//! WhatsApp Webhook Tester - webhook verification and event logging server.
//!
//! This binary:
//! - Answers the Meta webhook subscription handshake
//! - Logs every webhook event it receives
//! - Returns 200 OK immediately
//!
//! Nothing is persisted or forwarded.

use std::net::SocketAddr;

use anyhow::{Context, Result};
use tokio::{net::TcpListener, signal};
use tracing::info;
use tracing_subscriber::{fmt, layer::SubscriberExt, util::SubscriberInitExt, EnvFilter};

use webhook_tester::{router, Config};

#[tokio::main]
async fn main() -> Result<()> {
    // Initialize structured JSON logging
    let filter =
        EnvFilter::try_from_default_env().unwrap_or_else(|_| EnvFilter::new("info"));

    tracing_subscriber::registry()
        .with(filter)
        .with(fmt::layer().json().flatten_event(true))
        .init();

    info!("web_server_starting");

    // Load configuration
    let config = Config::from_env();
    info!(
        port = config.port,
        verify_token = %config.verify_token,
        verify_token_set = config.verify_token_set(),
        "config_loaded"
    );

    let port = config.port;
    let app = router(config.clone());

    // Bind to address
    let addr = SocketAddr::from(([0, 0, 0, 0], port));
    let listener = TcpListener::bind(addr)
        .await
        .context("Failed to bind to address")?;

    info!(
        address = %addr,
        local_url = %format!("http://localhost:{port}"),
        health_url = %format!("http://localhost:{port}/health"),
        verify_token = %config.verify_token,
        "web_server_listening"
    );
    info!(
        tip = %format!("Visit http://localhost:{port} in your browser for instructions"),
        "waiting_for_webhooks"
    );

    // Run server with graceful shutdown
    axum::serve(listener, app)
        .with_graceful_shutdown(shutdown_signal())
        .await
        .context("Server error")?;

    info!("web_server_shutdown_complete");

    Ok(())
}

/// Create a future that completes when a shutdown signal is received.
async fn shutdown_signal() {
    let ctrl_c = async {
        if let Err(e) = signal::ctrl_c().await {
            tracing::error!(error = %e, "ctrl_c_handler_failed");
            std::future::pending::<()>().await;
        }
    };

    #[cfg(unix)]
    let terminate = async {
        match signal::unix::signal(signal::unix::SignalKind::terminate()) {
            Ok(mut sigterm) => {
                sigterm.recv().await;
            }
            Err(e) => {
                tracing::error!(error = %e, "sigterm_handler_failed");
                std::future::pending::<()>().await;
            }
        }
    };

    #[cfg(not(unix))]
    let terminate = std::future::pending::<()>();

    tokio::select! {
        _ = ctrl_c => info!("Received SIGINT"),
        _ = terminate => info!("Received SIGTERM"),
    }

    info!("web_server_shutting_down");
}
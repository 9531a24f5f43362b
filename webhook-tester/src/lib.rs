//! WhatsApp Webhook Tester - minimal webhook endpoint.
//!
//! Serves three routes on a single listener:
//! - `GET /`: webhook verification handshake, or an HTML landing page
//! - `POST /`: webhook event intake (logged, then acknowledged)
//! - `GET /health`: status and configuration
//!
//! Configuration is read once from `PORT` and `VERIFY_TOKEN`.

pub mod config;
pub mod web;

// Re-export commonly used types
pub use config::Config;
pub use web::{router, AppState};
//! Video id extraction from input lines.

use once_cell::sync::Lazy;
use regex::Regex;

use crate::domain::VideoId;

/// `v=` query parameter, optionally preceded by `?` or `&`
static VIDEO_PARAM: Lazy<Regex> =
    Lazy::new(|| Regex::new(r"[?&]?v=([a-zA-Z0-9_-]{11})").expect("valid video id regex"));

/// How a single input line was interpreted
#[derive(Debug, Clone, PartialEq, Eq)]
pub enum LineKind {
    /// Empty after trimming; skipped silently
    Blank,

    /// Line carries a video id
    Video(VideoId),

    /// Non-blank line without a usable `v=` parameter (trimmed content)
    Invalid(String),
}

/// Extract the video id from the first `v=<11 chars>` occurrence in `line`
pub fn extract(line: &str) -> Option<VideoId> {
    VIDEO_PARAM
        .captures(line)
        .and_then(|caps| caps.get(1))
        .and_then(|m| VideoId::parse(m.as_str()).ok())
}

/// Classify one raw input line
pub fn classify_line(line: &str) -> LineKind {
    let trimmed = line.trim();
    if trimmed.is_empty() {
        return LineKind::Blank;
    }

    match extract(trimmed) {
        Some(id) => LineKind::Video(id),
        None => LineKind::Invalid(trimmed.to_string()),
    }
}

#[cfg(test)]
mod tests {
    use super::*;

    fn extracted(line: &str) -> Option<String> {
        extract(line).map(|id| id.as_str().to_string())
    }

    #[test]
    fn test_extract_watch_url() {
        assert_eq!(
            extracted("https://www.youtube.com/watch?v=dQw4w9WgXcQ"),
            Some("dQw4w9WgXcQ".to_string())
        );
    }

    #[test]
    fn test_extract_ignores_other_params() {
        assert_eq!(
            extracted("https://www.youtube.com/watch?list=PL123&v=dQw4w9WgXcQ&t=42s"),
            Some("dQw4w9WgXcQ".to_string())
        );
        assert_eq!(
            extracted("https://youtube.com/watch?v=a-b_c-d_e-f&feature=share"),
            Some("a-b_c-d_e-f".to_string())
        );
    }

    #[test]
    fn test_extract_takes_first_eleven_chars() {
        assert_eq!(
            extracted("https://youtube.com/watch?v=ABCDEFGHIJKLMN"),
            Some("ABCDEFGHIJK".to_string())
        );
    }

    #[test]
    fn test_extract_no_match() {
        assert_eq!(extracted("https://youtu.be/dQw4w9WgXcQ"), None);
        assert_eq!(extracted("https://youtube.com/watch?v=short"), None);
        assert_eq!(extracted("not a url at all"), None);
    }

    #[test]
    fn test_classify_line() {
        assert_eq!(classify_line(""), LineKind::Blank);
        assert_eq!(classify_line("   \t\r"), LineKind::Blank);
        assert_eq!(
            classify_line("  https://youtu.be/watch?v=ABCDEFGHIJK\r"),
            LineKind::Video(VideoId::parse("ABCDEFGHIJK").unwrap())
        );
        assert_eq!(
            classify_line("  garbage line  "),
            LineKind::Invalid("garbage line".to_string())
        );
    }
}
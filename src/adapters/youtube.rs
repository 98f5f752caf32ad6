//! YouTube Data API adapter.
//!
//! Issues one `GET /videos?part=snippet&id=<id>&key=<key>` per video and reads
//! the title and description of the first returned item.

use std::time::Duration;

use async_trait::async_trait;
use serde::Deserialize;
use tracing::{debug, instrument};

use super::{FetchError, MetadataSource};
use crate::domain::{VideoId, VideoMetadata};

/// Public YouTube Data API v3 root
pub const DEFAULT_API_BASE: &str = "https://www.googleapis.com/youtube/v3";

/// Default per-request timeout
pub const DEFAULT_TIMEOUT_SECS: u64 = 30;

/// Everything the client needs, resolved once by the caller
#[derive(Clone)]
pub struct FetcherConfig {
    /// API key sent as the `key` query parameter
    pub api_key: String,

    /// API root, without the trailing `/videos`
    pub api_base: String,

    /// Per-request timeout
    pub timeout: Duration,
}

impl FetcherConfig {
    /// Config for the public API with default timeout
    pub fn new(api_key: impl Into<String>) -> Self {
        Self {
            api_key: api_key.into(),
            api_base: DEFAULT_API_BASE.to_string(),
            timeout: Duration::from_secs(DEFAULT_TIMEOUT_SECS),
        }
    }

    pub fn with_api_base(mut self, api_base: impl Into<String>) -> Self {
        self.api_base = api_base.into();
        self
    }

    pub fn with_timeout(mut self, timeout: Duration) -> Self {
        self.timeout = timeout;
        self
    }

    /// Full URL of the videos resource
    pub fn videos_url(&self) -> String {
        format!("{}/videos", self.api_base.trim_end_matches('/'))
    }
}

impl std::fmt::Debug for FetcherConfig {
    fn fmt(&self, f: &mut std::fmt::Formatter<'_>) -> std::fmt::Result {
        f.debug_struct("FetcherConfig")
            .field("api_key", &"<redacted>")
            .field("api_base", &self.api_base)
            .field("timeout", &self.timeout)
            .finish()
    }
}

/// Response from the videos resource
#[derive(Debug, Deserialize)]
struct VideoListResponse {
    #[serde(default)]
    items: Vec<VideoItem>,
}

#[derive(Debug, Deserialize)]
struct VideoItem {
    #[serde(default)]
    snippet: Snippet,
}

#[derive(Debug, Default, Deserialize)]
struct Snippet {
    #[serde(default)]
    title: String,
    #[serde(default)]
    description: String,
}

/// YouTube Data API client
pub struct YouTubeClient {
    config: FetcherConfig,
    client: reqwest::Client,
}

impl YouTubeClient {
    /// Create a client from resolved configuration
    pub fn new(config: FetcherConfig) -> Result<Self, FetchError> {
        let client = reqwest::Client::builder()
            .timeout(config.timeout)
            .build()
            .map_err(FetchError::Transport)?;

        Ok(Self { config, client })
    }

    /// Build the GET request for one video
    pub fn build_request(&self, id: &VideoId) -> Result<reqwest::Request, FetchError> {
        self.client
            .get(self.config.videos_url())
            .query(&[
                ("part", "snippet"),
                ("id", id.as_str()),
                ("key", self.config.api_key.as_str()),
            ])
            .build()
            .map_err(FetchError::Transport)
    }
}

/// Turn a videos-resource body into metadata for `id`
///
/// Only the first item is consulted; an empty or missing `items` array means
/// the video does not exist (or is private).
pub fn parse_response(id: &VideoId, body: &str) -> Result<VideoMetadata, FetchError> {
    let response: VideoListResponse =
        serde_json::from_str(body).map_err(|e| FetchError::Decode(e.to_string()))?;

    let item = response
        .items
        .into_iter()
        .next()
        .ok_or_else(|| FetchError::NotFound(id.clone()))?;

    Ok(VideoMetadata::new(
        id.clone(),
        item.snippet.title,
        item.snippet.description,
    ))
}

#[async_trait]
impl MetadataSource for YouTubeClient {
    fn name(&self) -> &str {
        "youtube"
    }

    #[instrument(skip_all, fields(id = %id))]
    async fn fetch(&self, id: &VideoId) -> Result<VideoMetadata, FetchError> {
        let request = self.build_request(id)?;

        let response = self
            .client
            .execute(request)
            .await
            .map_err(FetchError::Transport)?;

        let status = response.status();
        let body = response.text().await.map_err(FetchError::Transport)?;
        debug!(status = status.as_u16(), bytes = body.len(), "API response");

        if !status.is_success() {
            return Err(FetchError::Status {
                status: status.as_u16(),
                body: body.trim().to_string(),
            });
        }

        parse_response(id, &body)
    }
}
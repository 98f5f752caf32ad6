//! Domain types for ytmeta.
//!
//! This module contains the core data structures:
//! - Video: identifiers and the metadata records written per video
//! - Report: per-video outcomes of a batch run

pub mod report;
pub mod video;

// Re-export commonly used types
pub use report::{BatchMode, BatchReport, InvalidLine, ItemOutcome, SkipReason};
pub use video::{InvalidVideoId, VideoId, VideoMetadata, VIDEO_ID_LEN};
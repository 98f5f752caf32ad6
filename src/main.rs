//! ytmeta CLI entrypoint

use anyhow::Result;
use clap::Parser;
use tracing_subscriber::{layer::SubscriberExt, util::SubscriberInitExt, EnvFilter};

use ytmeta::cli::Cli;

#[tokio::main]
async fn main() -> Result<()> {
    // Initialize tracing
    tracing_subscriber::registry()
        .with(EnvFilter::try_from_default_env().unwrap_or_else(|_| EnvFilter::new("info")))
        .with(
            tracing_subscriber::fmt::layer()
                .with_target(false)
                .with_writer(std::io::stderr),
        )
        .init();

    let cli = Cli::parse();
    cli.execute().await
}
//! Adapter interfaces for external systems.
//!
//! Adapters provide a unified interface for looking up video metadata
//! from a remote service such as the YouTube Data API.

pub mod youtube;

use async_trait::async_trait;
use thiserror::Error;

use crate::domain::{VideoId, VideoMetadata};

// Re-export the YouTube adapter
pub use youtube::{FetcherConfig, YouTubeClient, DEFAULT_API_BASE};

/// Errors from a single metadata lookup
#[derive(Debug, Error)]
pub enum FetchError {
    #[error("Video not found: {0}")]
    NotFound(VideoId),

    #[error("Request failed: {0}")]
    Transport(#[source] reqwest::Error),

    #[error("API returned HTTP {status}: {body}")]
    Status { status: u16, body: String },

    #[error("Failed to decode API response: {0}")]
    Decode(String),
}

/// Trait for metadata sources
#[async_trait]
pub trait MetadataSource: Send + Sync {
    /// Human-readable source name
    fn name(&self) -> &str;

    /// Look up title and description for one video
    async fn fetch(&self, id: &VideoId) -> Result<VideoMetadata, FetchError>;
}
━━━━━━━━━━━━━━━━
* _WHAT YOU WILL DO_: The answer is the records above restated word for word from their opening line through the line that holds "let port = config.port;", both included, and nothing else.

* _RESPONSE_:
//! WhatsApp Webhook Tester - webhook verification and event logging server.
//!
//! This binary:
//! - Answers the Meta webhook subscription handshake
//! - Logs every webhook event it receives
//! - Returns 200 OK immediately
//!
//! Nothing is persisted or forwarded.

use std::net::SocketAddr;

use anyhow::{Context, Result};
use tokio::{net::TcpListener, signal};
use tracing::info;
use tracing_subscriber::{fmt, layer::SubscriberExt, util::SubscriberInitExt, EnvFilter};

use webhook_tester::{router, Config};

#[tokio::main]
async fn main() -> Result<()> {
    // Initialize structured JSON logging
    let filter =
        EnvFilter::try_from_default_env().unwrap_or_else(|_| EnvFilter::new("info"));

    tracing_subscriber::registry()
        .with(filter)
        .with(fmt::layer().json().flatten_event(true))
        .init();

    info!("web_server_starting");

    // Load configuration
    let config = Config::from_env();
    info!(
        port = config.port,
        verify_token = %config.verify_token,
        verify_token_set = config.verify_token_set(),
        "config_loaded"
    );

    let port = config.port;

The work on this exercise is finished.